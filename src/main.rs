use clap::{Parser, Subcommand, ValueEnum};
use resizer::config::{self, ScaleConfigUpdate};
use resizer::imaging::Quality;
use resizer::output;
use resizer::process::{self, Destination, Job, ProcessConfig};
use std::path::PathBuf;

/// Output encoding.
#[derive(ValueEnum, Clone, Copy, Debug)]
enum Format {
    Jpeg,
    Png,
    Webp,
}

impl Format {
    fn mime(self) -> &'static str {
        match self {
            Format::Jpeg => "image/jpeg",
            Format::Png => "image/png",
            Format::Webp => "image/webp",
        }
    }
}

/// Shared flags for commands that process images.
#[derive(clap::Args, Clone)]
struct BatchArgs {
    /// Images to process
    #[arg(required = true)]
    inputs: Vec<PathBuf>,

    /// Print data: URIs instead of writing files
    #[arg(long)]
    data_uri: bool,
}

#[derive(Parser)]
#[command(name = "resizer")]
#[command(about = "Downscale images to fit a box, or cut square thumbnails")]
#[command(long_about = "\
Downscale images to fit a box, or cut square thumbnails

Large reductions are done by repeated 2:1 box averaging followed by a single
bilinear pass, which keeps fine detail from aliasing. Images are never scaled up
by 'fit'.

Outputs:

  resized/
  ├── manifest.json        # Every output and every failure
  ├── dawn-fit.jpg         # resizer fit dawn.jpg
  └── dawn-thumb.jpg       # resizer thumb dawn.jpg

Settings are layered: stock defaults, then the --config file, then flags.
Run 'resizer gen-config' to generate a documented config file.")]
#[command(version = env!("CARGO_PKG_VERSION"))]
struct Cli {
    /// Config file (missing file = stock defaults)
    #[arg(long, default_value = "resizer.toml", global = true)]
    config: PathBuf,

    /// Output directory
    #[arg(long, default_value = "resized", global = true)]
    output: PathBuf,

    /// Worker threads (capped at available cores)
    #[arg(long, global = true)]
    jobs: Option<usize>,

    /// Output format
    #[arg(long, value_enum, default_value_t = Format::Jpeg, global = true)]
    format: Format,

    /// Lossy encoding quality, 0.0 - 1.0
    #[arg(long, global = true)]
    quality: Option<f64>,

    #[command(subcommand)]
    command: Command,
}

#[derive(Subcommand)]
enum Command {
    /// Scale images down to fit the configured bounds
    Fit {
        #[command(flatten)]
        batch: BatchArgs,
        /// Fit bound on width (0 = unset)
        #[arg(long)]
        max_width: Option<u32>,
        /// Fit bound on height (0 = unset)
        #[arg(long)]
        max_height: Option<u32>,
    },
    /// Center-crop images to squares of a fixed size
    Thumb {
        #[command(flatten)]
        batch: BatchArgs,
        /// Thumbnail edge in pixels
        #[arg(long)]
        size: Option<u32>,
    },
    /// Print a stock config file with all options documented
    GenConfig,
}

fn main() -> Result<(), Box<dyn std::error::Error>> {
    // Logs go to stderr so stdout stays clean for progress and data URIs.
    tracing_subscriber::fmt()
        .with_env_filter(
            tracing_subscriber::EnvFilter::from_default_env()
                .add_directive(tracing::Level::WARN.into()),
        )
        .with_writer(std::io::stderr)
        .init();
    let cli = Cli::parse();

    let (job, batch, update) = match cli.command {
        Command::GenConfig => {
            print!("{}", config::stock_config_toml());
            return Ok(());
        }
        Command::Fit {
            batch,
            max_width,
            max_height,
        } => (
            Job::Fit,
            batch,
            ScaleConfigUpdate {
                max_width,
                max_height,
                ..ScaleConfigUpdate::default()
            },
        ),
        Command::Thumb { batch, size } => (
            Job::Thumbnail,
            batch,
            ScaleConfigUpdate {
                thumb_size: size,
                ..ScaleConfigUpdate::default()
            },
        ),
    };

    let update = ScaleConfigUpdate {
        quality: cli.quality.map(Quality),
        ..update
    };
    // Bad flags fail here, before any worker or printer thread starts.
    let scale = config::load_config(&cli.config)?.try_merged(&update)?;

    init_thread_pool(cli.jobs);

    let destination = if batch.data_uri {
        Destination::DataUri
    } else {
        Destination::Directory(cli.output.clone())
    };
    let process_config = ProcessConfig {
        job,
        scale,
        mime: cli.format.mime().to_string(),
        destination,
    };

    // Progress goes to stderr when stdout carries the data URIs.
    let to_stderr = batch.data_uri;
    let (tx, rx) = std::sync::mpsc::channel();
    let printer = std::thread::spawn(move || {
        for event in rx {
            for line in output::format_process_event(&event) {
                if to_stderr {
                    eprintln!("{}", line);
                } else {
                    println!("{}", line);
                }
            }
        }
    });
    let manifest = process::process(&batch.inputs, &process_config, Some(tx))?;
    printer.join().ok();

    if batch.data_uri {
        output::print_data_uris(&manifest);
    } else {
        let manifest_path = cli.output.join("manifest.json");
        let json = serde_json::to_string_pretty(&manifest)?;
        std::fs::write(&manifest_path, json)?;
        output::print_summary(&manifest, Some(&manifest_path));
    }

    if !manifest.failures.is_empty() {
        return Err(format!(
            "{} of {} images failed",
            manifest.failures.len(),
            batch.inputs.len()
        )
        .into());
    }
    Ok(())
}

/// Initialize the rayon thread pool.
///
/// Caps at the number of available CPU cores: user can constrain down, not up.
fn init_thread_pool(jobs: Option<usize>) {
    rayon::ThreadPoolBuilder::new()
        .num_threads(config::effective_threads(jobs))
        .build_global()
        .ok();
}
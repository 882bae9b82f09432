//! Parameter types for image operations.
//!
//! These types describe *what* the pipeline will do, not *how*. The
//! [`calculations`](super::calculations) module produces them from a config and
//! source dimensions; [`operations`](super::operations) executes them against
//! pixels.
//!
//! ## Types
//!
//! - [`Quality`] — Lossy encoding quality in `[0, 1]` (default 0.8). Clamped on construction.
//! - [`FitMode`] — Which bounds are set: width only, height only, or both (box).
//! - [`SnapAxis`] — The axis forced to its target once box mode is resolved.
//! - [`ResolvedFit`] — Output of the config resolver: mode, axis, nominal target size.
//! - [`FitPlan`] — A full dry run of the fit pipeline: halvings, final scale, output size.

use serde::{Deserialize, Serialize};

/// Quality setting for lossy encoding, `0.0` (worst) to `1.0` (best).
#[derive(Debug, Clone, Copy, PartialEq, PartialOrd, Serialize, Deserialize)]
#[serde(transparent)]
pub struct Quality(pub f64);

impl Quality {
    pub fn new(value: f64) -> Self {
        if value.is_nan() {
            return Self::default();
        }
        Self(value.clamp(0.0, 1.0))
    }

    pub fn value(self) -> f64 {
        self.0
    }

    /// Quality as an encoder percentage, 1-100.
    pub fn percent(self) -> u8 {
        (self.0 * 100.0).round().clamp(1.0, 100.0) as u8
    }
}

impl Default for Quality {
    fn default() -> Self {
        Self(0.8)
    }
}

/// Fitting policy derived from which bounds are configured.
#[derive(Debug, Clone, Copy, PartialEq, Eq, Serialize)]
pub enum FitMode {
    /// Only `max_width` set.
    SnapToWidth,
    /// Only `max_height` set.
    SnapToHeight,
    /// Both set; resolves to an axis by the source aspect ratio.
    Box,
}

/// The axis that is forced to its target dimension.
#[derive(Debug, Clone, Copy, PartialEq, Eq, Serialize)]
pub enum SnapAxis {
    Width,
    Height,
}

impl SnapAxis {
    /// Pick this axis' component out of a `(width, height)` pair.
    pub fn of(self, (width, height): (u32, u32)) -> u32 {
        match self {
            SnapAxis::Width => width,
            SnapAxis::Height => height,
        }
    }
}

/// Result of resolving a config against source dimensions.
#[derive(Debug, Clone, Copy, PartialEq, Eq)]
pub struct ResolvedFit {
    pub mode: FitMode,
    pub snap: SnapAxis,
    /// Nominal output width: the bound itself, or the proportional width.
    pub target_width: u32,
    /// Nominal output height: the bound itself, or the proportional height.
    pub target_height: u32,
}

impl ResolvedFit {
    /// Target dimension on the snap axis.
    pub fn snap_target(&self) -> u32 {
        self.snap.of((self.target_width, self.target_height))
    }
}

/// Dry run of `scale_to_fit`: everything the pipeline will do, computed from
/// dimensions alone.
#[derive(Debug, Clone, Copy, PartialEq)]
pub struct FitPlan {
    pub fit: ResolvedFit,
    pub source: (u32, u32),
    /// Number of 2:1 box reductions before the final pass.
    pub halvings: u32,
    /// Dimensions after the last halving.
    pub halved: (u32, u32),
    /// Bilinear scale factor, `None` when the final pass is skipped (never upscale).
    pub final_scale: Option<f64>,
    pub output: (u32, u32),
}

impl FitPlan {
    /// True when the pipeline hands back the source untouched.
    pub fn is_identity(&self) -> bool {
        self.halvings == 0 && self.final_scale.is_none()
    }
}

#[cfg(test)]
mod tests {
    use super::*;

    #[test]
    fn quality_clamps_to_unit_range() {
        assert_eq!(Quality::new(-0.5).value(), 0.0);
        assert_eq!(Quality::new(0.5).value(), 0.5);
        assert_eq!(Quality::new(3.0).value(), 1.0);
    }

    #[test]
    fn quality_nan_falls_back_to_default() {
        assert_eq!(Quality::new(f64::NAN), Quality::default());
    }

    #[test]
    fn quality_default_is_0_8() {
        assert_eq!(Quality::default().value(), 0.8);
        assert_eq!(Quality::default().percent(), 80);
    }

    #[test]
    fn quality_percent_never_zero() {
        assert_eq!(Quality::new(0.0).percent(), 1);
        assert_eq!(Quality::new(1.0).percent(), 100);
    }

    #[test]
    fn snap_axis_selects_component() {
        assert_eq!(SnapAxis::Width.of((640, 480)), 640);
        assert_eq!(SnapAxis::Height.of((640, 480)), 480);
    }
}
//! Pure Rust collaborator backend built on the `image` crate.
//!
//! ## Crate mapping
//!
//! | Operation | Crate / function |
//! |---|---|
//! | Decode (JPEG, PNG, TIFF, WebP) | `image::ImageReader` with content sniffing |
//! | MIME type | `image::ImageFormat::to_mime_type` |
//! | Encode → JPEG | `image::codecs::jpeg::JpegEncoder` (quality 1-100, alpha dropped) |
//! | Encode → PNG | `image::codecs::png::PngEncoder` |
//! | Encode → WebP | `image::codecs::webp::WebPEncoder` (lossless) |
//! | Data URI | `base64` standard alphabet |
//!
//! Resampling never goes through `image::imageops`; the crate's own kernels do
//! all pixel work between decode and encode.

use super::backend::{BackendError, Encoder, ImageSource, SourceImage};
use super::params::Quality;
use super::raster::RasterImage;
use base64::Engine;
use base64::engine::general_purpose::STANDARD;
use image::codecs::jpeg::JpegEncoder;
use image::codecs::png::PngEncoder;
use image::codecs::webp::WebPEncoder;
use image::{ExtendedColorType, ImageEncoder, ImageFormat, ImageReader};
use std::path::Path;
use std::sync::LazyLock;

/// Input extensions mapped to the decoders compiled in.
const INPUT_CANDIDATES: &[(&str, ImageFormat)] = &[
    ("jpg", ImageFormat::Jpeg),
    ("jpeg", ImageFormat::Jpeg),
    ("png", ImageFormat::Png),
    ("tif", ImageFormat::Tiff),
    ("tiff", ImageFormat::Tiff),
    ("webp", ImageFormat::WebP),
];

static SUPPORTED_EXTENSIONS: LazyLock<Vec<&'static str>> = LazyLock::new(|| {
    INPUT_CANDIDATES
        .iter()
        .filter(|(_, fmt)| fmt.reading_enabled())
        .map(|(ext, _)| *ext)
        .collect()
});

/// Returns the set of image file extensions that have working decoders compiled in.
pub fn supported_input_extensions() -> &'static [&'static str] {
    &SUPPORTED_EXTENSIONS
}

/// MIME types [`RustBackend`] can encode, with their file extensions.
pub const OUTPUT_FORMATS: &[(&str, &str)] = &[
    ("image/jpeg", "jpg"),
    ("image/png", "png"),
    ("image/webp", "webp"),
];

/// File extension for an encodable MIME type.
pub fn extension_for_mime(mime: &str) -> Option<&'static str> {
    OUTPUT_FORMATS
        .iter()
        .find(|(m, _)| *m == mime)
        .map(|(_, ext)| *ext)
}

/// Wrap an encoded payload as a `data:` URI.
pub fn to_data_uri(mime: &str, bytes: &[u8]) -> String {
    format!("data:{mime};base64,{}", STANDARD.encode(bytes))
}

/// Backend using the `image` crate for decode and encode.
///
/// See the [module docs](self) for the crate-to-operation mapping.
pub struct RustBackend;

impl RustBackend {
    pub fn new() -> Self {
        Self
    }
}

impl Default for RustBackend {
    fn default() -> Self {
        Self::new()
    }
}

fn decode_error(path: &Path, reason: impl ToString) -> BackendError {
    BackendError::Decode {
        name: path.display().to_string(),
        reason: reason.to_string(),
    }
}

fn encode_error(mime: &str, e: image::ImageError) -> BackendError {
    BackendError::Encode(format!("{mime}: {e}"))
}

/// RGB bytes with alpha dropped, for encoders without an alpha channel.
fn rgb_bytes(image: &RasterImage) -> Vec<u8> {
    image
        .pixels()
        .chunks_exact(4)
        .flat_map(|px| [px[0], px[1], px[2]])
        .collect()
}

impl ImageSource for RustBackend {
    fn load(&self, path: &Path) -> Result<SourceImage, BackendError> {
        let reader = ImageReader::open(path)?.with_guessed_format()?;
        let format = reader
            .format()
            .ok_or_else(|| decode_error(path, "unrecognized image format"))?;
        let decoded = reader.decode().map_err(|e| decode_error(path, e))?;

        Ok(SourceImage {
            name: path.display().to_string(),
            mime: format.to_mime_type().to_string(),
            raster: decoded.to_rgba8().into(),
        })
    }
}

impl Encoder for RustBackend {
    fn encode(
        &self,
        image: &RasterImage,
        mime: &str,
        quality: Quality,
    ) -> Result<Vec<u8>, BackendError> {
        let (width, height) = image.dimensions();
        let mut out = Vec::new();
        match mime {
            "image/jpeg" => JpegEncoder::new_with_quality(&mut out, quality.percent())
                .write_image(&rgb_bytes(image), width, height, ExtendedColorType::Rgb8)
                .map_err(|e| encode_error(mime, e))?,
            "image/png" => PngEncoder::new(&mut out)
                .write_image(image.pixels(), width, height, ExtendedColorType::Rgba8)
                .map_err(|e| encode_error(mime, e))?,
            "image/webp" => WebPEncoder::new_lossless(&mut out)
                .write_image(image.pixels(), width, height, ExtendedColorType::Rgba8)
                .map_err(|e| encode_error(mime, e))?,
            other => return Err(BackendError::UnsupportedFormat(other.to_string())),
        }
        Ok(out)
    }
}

## Goal of the exercise:
Look above for the line containing "the snap axis." and the line containing "skipped (never upscale).". Transcribe both, with the lines between them, exactly.

## Solution for this task:
    /// Target dimension on the snap axis.
    pub fn snap_target(&self) -> u32 {
        self.snap.of((self.target_width, self.target_height))
    }
}

/// Dry run of `scale_to_fit`: everything the pipeline will do, computed from
/// dimensions alone.
#[derive(Debug, Clone, Copy, PartialEq)]
pub struct FitPlan {
    pub fit: ResolvedFit,
    pub source: (u32, u32),
    /// Number of 2:1 box reductions before the final pass.
    pub halvings: u32,
    /// Dimensions after the last halving.
    pub halved: (u32, u32),
    /// Bilinear scale factor, `None` when the final pass is skipped (never upscale).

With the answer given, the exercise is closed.